= Li Xiaomin =

Chinese politician

Li Xiaomin (李小敏; born May 1959) is a Chinese politician currently serving as the Chinese Communist Party Committee Secretary of Wuxi, and a member of the Jiangsu Provincial Party Standing Committee.

Li was born in Laiyang, Shandong province. He joined the Chinese Communist Party in 1982. He graduated from Nanjing University, where he majored in European capitalism and social development history. He later became involved in politics, serving in a series of roles in the Organization Department of the Jiangsu provincial party committee, before being elevated to deputy head of the department, then deputy secretary-general of the provincial government, then vice governor of Jiangsu.
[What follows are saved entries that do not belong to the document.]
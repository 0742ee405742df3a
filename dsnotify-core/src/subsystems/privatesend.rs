use crate::error::HookResult;
use dsnotify_sdk::objects::{BlockIndex, Transaction, TxPosition};

/// Shared (server side) mixing protocol hooks.
pub trait PrivateSend: Send + Sync {
    fn on_updated_tip(&self, tip: &BlockIndex) -> HookResult;

    fn on_sync_transaction(
        &self,
        tx: &Transaction,
        block: Option<&BlockIndex>,
        position: TxPosition,
    ) -> HookResult;
}

/// Client side mixing protocol. Only wallet-enabled nodes provide one.
pub trait PrivateSendClient: Send + Sync {
    fn on_updated_tip(&self, tip: &BlockIndex) -> HookResult;
}
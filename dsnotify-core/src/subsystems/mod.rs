//! Capability interfaces of the subsystems the dispatcher notifies.
//!
//! Each trait exposes only the hooks the dispatcher calls. Implementations
//! are shared across threads and handle their own synchronization, so every
//! hook takes `&self`.

pub mod governance;
pub mod instantsend;
pub mod llmq;
pub mod masternode;
pub mod privatesend;

pub use governance::Governance;
pub use instantsend::InstantSend;
pub use llmq::{ChainLocksHandler, DkgSessionManager, QuorumInstantSend, QuorumManager};
pub use masternode::{DeterministicMnManager, MasternodeSync};
pub use privatesend::{PrivateSend, PrivateSendClient};
//! Consensus parameters shared by the dispatcher and the node binary.
//!
//! Only the parameters that influence dispatch live here; everything else a
//! network defines belongs to the validation pipeline.

mod consensus;

pub use consensus::{ConsensusParams, Network};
In March 2011 he was named a member of the provincial Party Standing Committee and the Secretary of the provincial Political and Legal Affairs Commission (Zhengfawei). On March 30, 2015, he was named CCP Committee Secretary of Wuxi, one of the most important cities in southern Jiangsu; he eventually relinquished his Zhengfawei (Central Political and Legal Affairs Commission) post to Wang Like.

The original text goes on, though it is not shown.